▸ **EXERCISE INSTRUCTIONS**: Using the listing below, return every line that includes "GenerationService".

▸ **TASK INPUTS**:
* * * * * * * * *

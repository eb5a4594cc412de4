use std::sync::Arc;

use async_trait::async_trait;
use chrono::Utc;
use serde::Deserialize;
use serde_json::{json, Value};
use tracing::{info, warn};
use uuid::Uuid;

use super::{task_owner, ProgressReporter, TaskWorker, WorkerError};
use crate::candidates::CandidateStore;
use crate::extraction::extract_text;
use crate::generation::{GenerationService, ParsedCv};
use crate::mail::MailService;
use crate::models::cv::{CvStatus, ParsedResumeRow};
use crate::models::task::{Task, TaskKind};
use crate::notify::{Notifier, CV_PARSED};
use crate::storage::BlobStorage;
use crate::tasks::lifecycle::TaskOutput;

/// Stored raw text is capped at this many characters.
pub const RAW_TEXT_LIMIT: usize = 10_000;

#[derive(Debug, Deserialize)]
struct ParseJob {
    cv_id: Uuid,
    s3_key: String,
    mime_type: String,
}

/// Extracts text from an uploaded CV, structures it, stores the parse and
/// fills the empty fields of the owner's profile.
pub struct CvParseWorker {
    records: Arc<dyn CandidateStore>,
    storage: Arc<dyn BlobStorage>,
    generation: Arc<dyn GenerationService>,
    notifier: Arc<dyn Notifier>,
    mail: Arc<MailService>,
}

impl CvParseWorker {
    pub fn new(
        records: Arc<dyn CandidateStore>,
        storage: Arc<dyn BlobStorage>,
        generation: Arc<dyn GenerationService>,
        notifier: Arc<dyn Notifier>,
        mail: Arc<MailService>,
    ) -> Self {
        Self {
            records,
            storage,
            generation,
            notifier,
            mail,
        }
    }

    /// Greets the owner by profile name, falling back to the address.
    async fn mail_cv_processed(&self, task: &Task, cv_id: Uuid) {
        let Some(owner) = task_owner(self.records.as_ref(), task).await else {
            return;
        };
        let name = match self.records.get_profile(owner.id).await {
            Ok(Some(profile)) => profile.full_name.filter(|n| !n.trim().is_empty()),
            _ => None,
        }
        .unwrap_or_else(|| owner.email.clone());
        if let Err(e) = self.mail.send_cv_processed(&owner.email, &name, cv_id).await {
            warn!(%cv_id, "Failed to send CV processed email: {e}");
        }
    }
}

#[async_trait]
impl TaskWorker for CvParseWorker {
    fn kind(&self) -> TaskKind {
        TaskKind::Parse
    }

    async fn run(
        &self,
        task: &Task,
        payload: &Value,
        progress: &ProgressReporter,
    ) -> Result<TaskOutput, WorkerError> {
        let job: ParseJob = serde_json::from_value(payload.clone())?;
        let cv = self
            .records
            .get_cv(job.cv_id)
            .await?
            .ok_or_else(|| WorkerError::MissingEntity(format!("CV {} not found", job.cv_id)))?;
        self.records
            .set_cv_status(cv.id, CvStatus::Parsing, None)
            .await?;
        progress.report(10).await?;

        let data = self.storage.get(&job.s3_key).await?;
        progress.report(30).await?;

        let text = extract_text(data, &job.mime_type).await?;
        progress.report(50).await?;

        let (parsed, fallback) = match self.generation.parse_cv(&text).await {
            Ok(parsed) => (parsed, false),
            Err(e) => {
                warn!(cv_id = %cv.id, "Structured parse failed, keeping raw text only: {e}");
                (ParsedCv::default(), true)
            }
        };
        progress.report(80).await?;

        let mut json_payload = serde_json::to_value(&parsed)?;
        if fallback {
            json_payload["fallback"] = json!(true);
        }
        let row = ParsedResumeRow {
            id: Uuid::new_v4(),
            json_payload,
            skills: parsed.skills.clone(),
            positions: Value::Array(parsed.positions.clone()),
            raw_text: text.chars().take(RAW_TEXT_LIMIT).collect(),
            created_at: Utc::now(),
        };
        self.records.attach_parsed_resume(cv.id, &row).await?;

        let filled = self
            .records
            .fill_profile(task.user_id, &parsed, Utc::now())
            .await?;
        info!(cv_id = %cv.id, ?filled, fallback, "CV parsed");

        Ok(TaskOutput {
            data: Some(json!({
                "cv_id": cv.id,
                "parsed_resume_id": row.id,
                "fallback": fallback,
                "profile_fields_filled": filled,
            })),
            url: None,
        })
    }

    async fn on_success(&self, task: &Task, _payload: &Value) {
        let data = task.output_data.clone().unwrap_or(Value::Null);
        self.notifier.notify(
            task.user_id,
            CV_PARSED,
            json!({
                "task_id": task.id,
                "cv_id": data["cv_id"],
                "parsed_resume_id": data["parsed_resume_id"],
            }),
        );
        if let Some(cv_id) = data["cv_id"].as_str().and_then(|id| Uuid::parse_str(id).ok()) {
            self.mail_cv_processed(task, cv_id).await;
        }
    }

    async fn on_failure(&self, _task: &Task, payload: &Value, error: &WorkerError) {
        let Some(cv_id) = payload
            .get("cv_id")
            .and_then(Value::as_str)
            .and_then(|id| Uuid::parse_str(id).ok())
        else {
            return;
        };
        if let Err(e) = self
            .records
            .set_cv_status(cv_id, CvStatus::Error, Some(&error.to_string()))
            .await
        {
            warn!(%cv_id, "Failed to mark CV as errored: {e}");
        }
    }
}
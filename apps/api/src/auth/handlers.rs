use axum::{extract::State, Json};
use serde::{Deserialize, Serialize};
use tracing::{info, warn};

use crate::errors::AppError;
use crate::state::AppState;

#[derive(Deserialize)]
pub struct OtpRequest {
    pub email: String,
}

#[derive(Deserialize)]
pub struct OtpVerifyRequest {
    pub email: String,
    pub otp: String,
}

#[derive(Serialize)]
pub struct OtpResponse {
    pub message: String,
}

#[derive(Serialize)]
pub struct OtpVerifyResponse {
    pub verified: bool,
    pub message: String,
}

fn validate_email(email: &str) -> Result<&str, AppError> {
    let email = email.trim();
    match email.split_once('@') {
        Some((local, domain)) if !local.is_empty() && domain.contains('.') => Ok(email),
        _ => Err(AppError::Validation("A valid email is required".to_string())),
    }
}

/// POST /api/v1/auth/otp
pub async fn handle_request_otp(
    State(state): State<AppState>,
    Json(req): Json<OtpRequest>,
) -> Result<Json<OtpResponse>, AppError> {
    let email = validate_email(&req.email)?;
    let code = state.otp.issue(email).await.map_err(anyhow::Error::from)?;
    // The response does not reveal whether delivery worked.
    match state.mail.send_otp(email, &code).await {
        Ok(()) => info!(email, "OTP issued"),
        Err(e) => warn!(email, "OTP issued but email delivery failed: {e}"),
    }
    Ok(Json(OtpResponse {
        message: "OTP sent successfully".to_string(),
    }))
}

/// POST /api/v1/auth/otp/verify
pub async fn handle_verify_otp(
    State(state): State<AppState>,
    Json(req): Json<OtpVerifyRequest>,
) -> Result<Json<OtpVerifyResponse>, AppError> {
    let email = validate_email(&req.email)?;
    let verified = state
        .otp
        .verify(email, &req.otp)
        .await
        .map_err(anyhow::Error::from)?;
    if !verified {
        return Err(AppError::Validation("Invalid or expired OTP".to_string()));
    }
    info!(email, "OTP verified");
    Ok(Json(OtpVerifyResponse {
        verified: true,
        message: "Email verified successfully".to_string(),
    }))
}
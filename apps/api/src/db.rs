use std::time::Duration;

use anyhow::{Context, Result};
use sqlx::postgres::PgPoolOptions;
use sqlx::PgPool;
use tracing::info;

const ACQUIRE_TIMEOUT: Duration = Duration::from_secs(5);

/// Opens the task/record pool and applies pending migrations from
/// `apps/api/migrations` before any store touches the tables.
pub async fn create_pool(database_url: &str, max_connections: u32) -> Result<PgPool> {
    let pool = PgPoolOptions::new()
        .max_connections(max_connections.max(1))
        .acquire_timeout(ACQUIRE_TIMEOUT)
        .connect(database_url)
        .await
        .context("connecting to PostgreSQL")?;

    sqlx::migrate!("./migrations")
        .run(&pool)
        .await
        .context("running database migrations")?;

    info!(max_connections, "PostgreSQL ready, migrations applied");
    Ok(pool)
}
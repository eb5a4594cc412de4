use std::fmt::Write as _;

use super::font_metrics::Font;

pub const A4_WIDTH_PT: f32 = 595.0;
pub const A4_HEIGHT_PT: f32 = 842.0;

/// One positioned line of text.
#[derive(Debug, Clone)]
pub struct TextLine {
    pub font: Font,
    pub size_pt: f32,
    pub x: f32,
    pub y: f32,
    pub text: String,
}

/// Serializes pages of positioned text into a PDF 1.4 document that uses the
/// standard Helvetica fonts with WinAnsi encoding.
pub fn write_pdf(pages: &[Vec<TextLine>]) -> Vec<u8> {
    // 1 catalog, 2 pages, 3-4 fonts, then (page, content) pairs.
    let page_ids: Vec<usize> = (0..pages.len()).map(|i| 5 + i * 2).collect();
    let mut objects: Vec<Vec<u8>> = Vec::with_capacity(4 + pages.len() * 2);

    objects.push(b"<< /Type /Catalog /Pages 2 0 R >>".to_vec());

    let kids = page_ids
        .iter()
        .map(|id| format!("{id} 0 R"))
        .collect::<Vec<_>>()
        .join(" ");
    objects.push(format!("<< /Type /Pages /Kids [{kids}] /Count {} >>", pages.len()).into_bytes());

    for font in [Font::Regular, Font::Bold] {
        objects.push(
            format!(
                "<< /Type /Font /Subtype /Type1 /BaseFont /{} /Encoding /WinAnsiEncoding >>",
                font.base_font()
            )
            .into_bytes(),
        );
    }

    for (page, page_id) in pages.iter().zip(&page_ids) {
        let content_id = page_id + 1;
        objects.push(
            format!(
                "<< /Type /Page /Parent 2 0 R /MediaBox [0 0 {A4_WIDTH_PT} {A4_HEIGHT_PT}] \
                 /Resources << /Font << /F1 3 0 R /F2 4 0 R >> >> /Contents {content_id} 0 R >>"
            )
            .into_bytes(),
        );

        let stream = content_stream(page);
        let mut object = format!("<< /Length {} >>\nstream\n", stream.len()).into_bytes();
        object.extend_from_slice(&stream);
        object.extend_from_slice(b"\nendstream");
        objects.push(object);
    }

    let mut out = b"%PDF-1.4\n%\xE2\xE3\xCF\xD3\n".to_vec();
    let mut offsets = Vec::with_capacity(objects.len());
    for (i, body) in objects.iter().enumerate() {
        offsets.push(out.len());
        out.extend_from_slice(format!("{} 0 obj\n", i + 1).as_bytes());
        out.extend_from_slice(body);
        out.extend_from_slice(b"\nendobj\n");
    }

    let xref_at = out.len();
    let mut xref = format!("xref\n0 {}\n0000000000 65535 f \n", objects.len() + 1);
    for offset in offsets {
        let _ = writeln!(xref, "{offset:010} 00000 n ");
    }
    let _ = write!(
        xref,
        "trailer\n<< /Size {} /Root 1 0 R >>\nstartxref\n{xref_at}\n%%EOF\n",
        objects.len() + 1
    );
    out.extend_from_slice(xref.as_bytes());
    out
}

fn content_stream(lines: &[TextLine]) -> Vec<u8> {
    let mut stream = Vec::new();
    for line in lines {
        stream.extend_from_slice(
            format!(
                "BT /{} {:.1} Tf {:.2} {:.2} Td (",
                line.font.resource(),
                line.size_pt,
                line.x,
                line.y
            )
            .as_bytes(),
        );
        for byte in encode_win_ansi(&line.text) {
            if matches!(byte, b'(' | b')' | b'\\') {
                stream.push(b'\\');
            }
            stream.push(byte);
        }
        stream.extend_from_slice(b") Tj ET\n");
    }
    stream
}

/// Maps text to WinAnsi bytes. Unmappable characters become `?`.
pub fn encode_win_ansi(text: &str) -> Vec<u8> {
    text.chars()
        .map(|c| match c {
            '\u{20}'..='\u{7e}' => c as u8,
            '\u{a0}'..='\u{ff}' => c as u32 as u8,
            '\u{2022}' => 0x95,
            '\u{2013}' => 0x96,
            '\u{2014}' => 0x97,
            '\u{2018}' => 0x91,
            '\u{2019}' => 0x92,
            '\u{201c}' => 0x93,
            '\u{201d}' => 0x94,
            '\u{2026}' => 0x85,
            '\u{20ac}' => 0x80,
            '\t' => b' ',
            _ => b'?',
        })
        .collect()
}
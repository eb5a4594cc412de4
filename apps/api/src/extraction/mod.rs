//! Plain-text extraction from uploaded CV files.

use std::io::{Cursor, Read};

use bytes::Bytes;
use tracing::debug;

pub const MIME_PDF: &str = "application/pdf";
pub const MIME_DOCX: &str = "application/vnd.openxmlformats-officedocument.wordprocessingml.document";
pub const MIME_DOC: &str = "application/msword";

/// Upload allowlist. Legacy DOC is accepted but fails at extraction.
pub const ACCEPTED_MIME_TYPES: [&str; 3] = [MIME_PDF, MIME_DOCX, MIME_DOC];

/// Ceiling on the inflated `word/document.xml`.
pub const MAX_DOCUMENT_XML_BYTES: u64 = 16 * 1024 * 1024;

#[derive(Debug, Clone, Copy, PartialEq, Eq)]
pub enum DocumentFormat {
    Pdf,
    Docx,
}

impl DocumentFormat {
    pub fn from_mime(mime_type: &str) -> Result<Self, ExtractionError> {
        match mime_type {
            MIME_PDF => Ok(DocumentFormat::Pdf),
            MIME_DOCX => Ok(DocumentFormat::Docx),
            other => Err(ExtractionError::UnsupportedFormat(other.to_string())),
        }
    }
}

#[derive(Debug, thiserror::Error)]
pub enum ExtractionError {
    #[error("unsupported file type: {0}")]
    UnsupportedFormat(String),

    #[error("PDF extraction failed: {0}")]
    Pdf(String),

    #[error("DOCX extraction failed: {0}")]
    Docx(String),

    #[error("no text found in document")]
    Empty,

    #[error("extraction task failed: {0}")]
    Join(#[from] tokio::task::JoinError),
}

/// Extracts text off the async runtime; both decoders are CPU bound.
pub async fn extract_text(data: Bytes, mime_type: &str) -> Result<String, ExtractionError> {
    let format = DocumentFormat::from_mime(mime_type)?;
    let text = tokio::task::spawn_blocking(move || match format {
        DocumentFormat::Pdf => extract_pdf(&data),
        DocumentFormat::Docx => extract_docx(&data),
    })
    .await??;

    let text = normalize_whitespace(&text);
    if text.is_empty() {
        return Err(ExtractionError::Empty);
    }
    debug!(chars = text.len(), ?format, "Extracted document text");
    Ok(text)
}

fn extract_pdf(data: &[u8]) -> Result<String, ExtractionError> {
    pdf_extract::extract_text_from_mem(data).map_err(|e| ExtractionError::Pdf(e.to_string()))
}

fn extract_docx(data: &[u8]) -> Result<String, ExtractionError> {
    let mut archive =
        zip::ZipArchive::new(Cursor::new(data)).map_err(|e| ExtractionError::Docx(e.to_string()))?;
    let file = archive
        .by_name("word/document.xml")
        .map_err(|e| ExtractionError::Docx(format!("word/document.xml: {e}")))?;
    let mut xml = String::new();
    file.take(MAX_DOCUMENT_XML_BYTES + 1)
        .read_to_string(&mut xml)
        .map_err(|e| ExtractionError::Docx(e.to_string()))?;
    if xml.len() as u64 > MAX_DOCUMENT_XML_BYTES {
        return Err(ExtractionError::Docx(format!(
            "word/document.xml inflates past {MAX_DOCUMENT_XML_BYTES} bytes"
        )));
    }
    Ok(document_xml_to_text(&xml))
}

/// Collects `<w:t>` runs; paragraph ends become newlines, `<w:tab/>` a tab
/// and `<w:br/>` a newline.
fn document_xml_to_text(xml: &str) -> String {
    let mut out = String::with_capacity(xml.len() / 4);
    let mut rest = xml;

    while let Some(start) = rest.find('<') {
        let Some(end) = rest[start..].find('>') else {
            break;
        };
        let tag = &rest[start + 1..start + end];
        rest = &rest[start + end + 1..];

        let name = tag
            .trim_end_matches('/')
            .split_whitespace()
            .next()
            .unwrap_or("");
        match name {
            "w:t" if !tag.ends_with('/') => {
                let close = rest.find("</w:t>").unwrap_or(rest.len());
                out.push_str(&decode_entities(&rest[..close]));
                rest = &rest[close..];
            }
            "w:tab" => out.push('\t'),
            "w:br" | "w:cr" => out.push('\n'),
            "/w:p" => out.push('\n'),
            _ => {}
        }
    }

    out
}

/// Decodes the five XML entities and numeric character references in one
/// pass. Anything unrecognised is kept as written.
fn decode_entities(text: &str) -> String {
    if !text.contains('&') {
        return text.to_string();
    }
    let mut out = String::with_capacity(text.len());
    let mut rest = text;
    while let Some(amp) = rest.find('&') {
        out.push_str(&rest[..amp]);
        rest = &rest[amp..];
        let decoded = rest
            .find(';')
            .filter(|&end| end <= 10)
            .and_then(|end| decode_entity(&rest[1..end]).map(|c| (c, end)));
        match decoded {
            Some((c, end)) => {
                out.push(c);
                rest = &rest[end + 1..];
            }
            None => {
                out.push('&');
                rest = &rest[1..];
            }
        }
    }
    out.push_str(rest);
    out
}

fn decode_entity(name: &str) -> Option<char> {
    match name {
        "lt" => Some('<'),
        "gt" => Some('>'),
        "quot" => Some('"'),
        "apos" => Some('\''),
        "amp" => Some('&'),
        _ => {
            let number = name.strip_prefix('#')?;
            let code = match number.strip_prefix(&['x', 'X'][..]) {
                Some(hex) => u32::from_str_radix(hex, 16).ok()?,
                None => number.parse().ok()?,
            };
            char::from_u32(code)
        }
    }
}

/// Trims lines, collapses runs of blank lines to one.
fn normalize_whitespace(text: &str) -> String {
    let mut out = String::with_capacity(text.len());
    let mut blank_run = 0;
    for line in text.lines().map(str::trim_end) {
        if line.trim().is_empty() {
            blank_run += 1;
            if blank_run > 1 || out.is_empty() {
                continue;
            }
        } else {
            blank_run = 0;
        }
        out.push_str(line);
        out.push('\n');
    }
    out.trim_end().to_string()
}
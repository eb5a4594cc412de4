//! Best-effort push notifications to live client sessions.
//!
//! A user with no registered session simply misses the event; nothing is
//! queued for later delivery.

use std::collections::HashMap;
use std::sync::RwLock;

use chrono::{DateTime, Utc};
use serde::Serialize;
use serde_json::Value;
use tokio::sync::mpsc::UnboundedSender;
use tracing::{debug, warn};
use uuid::Uuid;

pub mod ws;

pub const TASK_PROGRESS: &str = "task:progress";
pub const TASK_COMPLETED: &str = "task:completed";
pub const TASK_FAILED: &str = "task:failed";
pub const CV_PARSED: &str = "cv:parsed";

#[derive(Debug, Clone, PartialEq, Serialize)]
pub struct NotificationEvent {
    pub event: String,
    pub data: Value,
    pub timestamp: DateTime<Utc>,
}

impl NotificationEvent {
    pub fn new(event: &str, data: Value) -> Self {
        Self {
            event: event.to_string(),
            data,
            timestamp: Utc::now(),
        }
    }
}

pub trait Notifier: Send + Sync {
    /// Never fails; delivery problems are logged and swallowed.
    fn notify(&self, user_id: Uuid, event: &str, data: Value);
}

struct Session {
    id: Uuid,
    sender: UnboundedSender<NotificationEvent>,
}

/// One live session per user. A new connection replaces the previous one.
#[derive(Default)]
pub struct SessionRegistry {
    sessions: RwLock<HashMap<Uuid, Session>>,
}

impl SessionRegistry {
    pub fn new() -> Self {
        Self::default()
    }

    /// Returns the session id to pass back to [`SessionRegistry::unregister`].
    pub fn register(&self, user_id: Uuid, sender: UnboundedSender<NotificationEvent>) -> Uuid {
        let id = Uuid::new_v4();
        let mut sessions = self.sessions.write().unwrap_or_else(|e| e.into_inner());
        if sessions.insert(user_id, Session { id, sender }).is_some() {
            debug!(%user_id, "Replaced existing notification session");
        }
        id
    }

    /// Removes the session only if it is still the one registered under `session_id`.
    pub fn unregister(&self, user_id: Uuid, session_id: Uuid) {
        let mut sessions = self.sessions.write().unwrap_or_else(|e| e.into_inner());
        if sessions.get(&user_id).is_some_and(|s| s.id == session_id) {
            sessions.remove(&user_id);
        }
    }

    pub fn is_connected(&self, user_id: Uuid) -> bool {
        self.sessions
            .read()
            .unwrap_or_else(|e| e.into_inner())
            .contains_key(&user_id)
    }
}

impl Notifier for SessionRegistry {
    fn notify(&self, user_id: Uuid, event: &str, data: Value) {
        let failed_session = {
            let sessions = self.sessions.read().unwrap_or_else(|e| e.into_inner());
            let Some(session) = sessions.get(&user_id) else {
                return;
            };
            match session.sender.send(NotificationEvent::new(event, data)) {
                Ok(()) => return,
                Err(_) => session.id,
            }
        };

        warn!(%user_id, event, "Notification session closed, dropping it");
        self.unregister(user_id, failed_session);
    }
}
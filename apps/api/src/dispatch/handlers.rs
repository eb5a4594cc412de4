use axum::{
    extract::{Multipart, Path, Query, State},
    http::StatusCode,
    Json,
};
use serde::Deserialize;
use uuid::Uuid;

use crate::dispatch::service::{
    CoverLetterRequest, CvFixRequest, CvUpload, DispatchResponse, DownloadLink, UploadResponse,
};
use crate::errors::AppError;
use crate::models::cv::CvDetails;
use crate::models::task::{Task, TaskPage, TaskStats};
use crate::models::user::UserPage;
use crate::queue::JobStatusInfo;
use crate::state::AppState;

#[derive(Deserialize)]
pub struct UserIdQuery {
    pub user_id: Uuid,
}

#[derive(Deserialize)]
pub struct TaskListQuery {
    pub user_id: Uuid,
    pub limit: Option<i64>,
}

#[derive(Deserialize)]
pub struct PageQuery {
    pub page: Option<i64>,
    pub limit: Option<i64>,
}

#[derive(Deserialize)]
pub struct OwnedBody<T> {
    pub user_id: Uuid,
    #[serde(flatten)]
    pub body: T,
}

/// POST /api/v1/ai/cover-letter
pub async fn handle_cover_letter(
    State(state): State<AppState>,
    Json(req): Json<OwnedBody<CoverLetterRequest>>,
) -> Result<(StatusCode, Json<DispatchResponse>), AppError> {
    let response = state
        .dispatcher
        .request_cover_letter(req.user_id, req.body)
        .await?;
    Ok((StatusCode::ACCEPTED, Json(response)))
}

/// GET /api/v1/ai/tasks
pub async fn handle_list_tasks(
    State(state): State<AppState>,
    Query(params): Query<TaskListQuery>,
) -> Result<Json<Vec<Task>>, AppError> {
    let tasks = state
        .dispatcher
        .list_tasks(params.user_id, params.limit)
        .await?;
    Ok(Json(tasks))
}

/// GET /api/v1/ai/tasks/:id
pub async fn handle_get_task(
    State(state): State<AppState>,
    Path(id): Path<Uuid>,
    Query(params): Query<UserIdQuery>,
) -> Result<Json<Task>, AppError> {
    Ok(Json(state.dispatcher.get_task(params.user_id, id).await?))
}

/// POST /api/v1/cvs
///
/// Multipart fields: `user_id` and `file`.
pub async fn handle_upload_cv(
    State(state): State<AppState>,
    mut multipart: Multipart,
) -> Result<(StatusCode, Json<UploadResponse>), AppError> {
    let mut user_id: Option<Uuid> = None;
    let mut upload: Option<CvUpload> = None;

    while let Some(field) = multipart
        .next_field()
        .await
        .map_err(|e| AppError::Validation(format!("Failed to read multipart: {e}")))?
    {
        match field.name() {
            Some("user_id") => {
                let raw = field
                    .text()
                    .await
                    .map_err(|e| AppError::Validation(format!("Failed to read user_id: {e}")))?;
                let id = raw
                    .trim()
                    .parse()
                    .map_err(|_| AppError::Validation("user_id must be a UUID".to_string()))?;
                user_id = Some(id);
            }
            Some("file") => {
                let filename = field.file_name().unwrap_or("cv").to_string();
                let content_type = field
                    .content_type()
                    .unwrap_or("application/octet-stream")
                    .to_string();
                let data = field
                    .bytes()
                    .await
                    .map_err(|e| AppError::Validation(format!("Failed to read file: {e}")))?;
                tracing::debug!(%filename, %content_type, bytes = data.len(), "CV file received");
                upload = Some(CvUpload {
                    filename,
                    content_type,
                    data,
                });
            }
            _ => {}
        }
    }

    let user_id = user_id.ok_or_else(|| AppError::Validation("user_id is required".to_string()))?;
    let upload = upload.ok_or_else(|| AppError::Validation("No file uploaded".to_string()))?;
    let response = state.dispatcher.upload_cv(user_id, upload).await?;
    Ok((StatusCode::CREATED, Json(response)))
}

/// GET /api/v1/cvs
pub async fn handle_list_cvs(
    State(state): State<AppState>,
    Query(params): Query<UserIdQuery>,
) -> Result<Json<Vec<CvDetails>>, AppError> {
    Ok(Json(state.dispatcher.list_cvs(params.user_id).await?))
}

/// GET /api/v1/cvs/:id
pub async fn handle_get_cv(
    State(state): State<AppState>,
    Path(id): Path<Uuid>,
    Query(params): Query<UserIdQuery>,
) -> Result<Json<CvDetails>, AppError> {
    Ok(Json(state.dispatcher.get_cv(params.user_id, id).await?))
}

/// DELETE /api/v1/cvs/:id
pub async fn handle_delete_cv(
    State(state): State<AppState>,
    Path(id): Path<Uuid>,
    Query(params): Query<UserIdQuery>,
) -> Result<StatusCode, AppError> {
    state.dispatcher.delete_cv(params.user_id, id).await?;
    Ok(StatusCode::NO_CONTENT)
}

/// GET /api/v1/cvs/:id/download
pub async fn handle_download_cv(
    State(state): State<AppState>,
    Path(id): Path<Uuid>,
    Query(params): Query<UserIdQuery>,
) -> Result<Json<DownloadLink>, AppError> {
    Ok(Json(state.dispatcher.download_cv(params.user_id, id).await?))
}

/// POST /api/v1/cvs/:id/fix
pub async fn handle_fix_cv(
    State(state): State<AppState>,
    Path(id): Path<Uuid>,
    Json(req): Json<OwnedBody<CvFixRequest>>,
) -> Result<(StatusCode, Json<DispatchResponse>), AppError> {
    let response = state
        .dispatcher
        .request_cv_fix(req.user_id, id, req.body)
        .await?;
    Ok((StatusCode::ACCEPTED, Json(response)))
}

/// POST /api/v1/cvs/:id/reparse
pub async fn handle_reparse_cv(
    State(state): State<AppState>,
    Path(id): Path<Uuid>,
    Json(req): Json<UserIdQuery>,
) -> Result<(StatusCode, Json<DispatchResponse>), AppError> {
    let response = state.dispatcher.request_cv_reparse(req.user_id, id).await?;
    Ok((StatusCode::ACCEPTED, Json(response)))
}

/// GET /api/v1/admin/tasks
pub async fn handle_admin_list_tasks(
    State(state): State<AppState>,
    Query(params): Query<PageQuery>,
) -> Result<Json<TaskPage>, AppError> {
    let page = state
        .dispatcher
        .list_all_tasks(params.page, params.limit)
        .await?;
    Ok(Json(page))
}

/// GET /api/v1/admin/users
pub async fn handle_admin_list_users(
    State(state): State<AppState>,
    Query(params): Query<PageQuery>,
) -> Result<Json<UserPage>, AppError> {
    let page = state
        .dispatcher
        .list_users(params.page, params.limit)
        .await?;
    Ok(Json(page))
}

/// GET /api/v1/admin/stats
pub async fn handle_admin_stats(
    State(state): State<AppState>,
) -> Result<Json<TaskStats>, AppError> {
    Ok(Json(state.dispatcher.task_stats().await?))
}

/// POST /api/v1/admin/tasks/:id/retry
pub async fn handle_admin_retry(
    State(state): State<AppState>,
    Path(id): Path<Uuid>,
) -> Result<(StatusCode, Json<DispatchResponse>), AppError> {
    let response = state.dispatcher.retry_task(id).await?;
    Ok((StatusCode::ACCEPTED, Json(response)))
}

/// GET /api/v1/admin/tasks/:id/job
pub async fn handle_admin_job_status(
    State(state): State<AppState>,
    Path(id): Path<Uuid>,
) -> Result<Json<JobStatusInfo>, AppError> {
    Ok(Json(state.dispatcher.job_status(id).await?))
}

* * * * * * * * *

▸ **WRITTEN RESPONSE**:
use crate::generation::{GenerationService, ParsedCv};
    generation: Arc<dyn GenerationService>,
        generation: Arc<dyn GenerationService>,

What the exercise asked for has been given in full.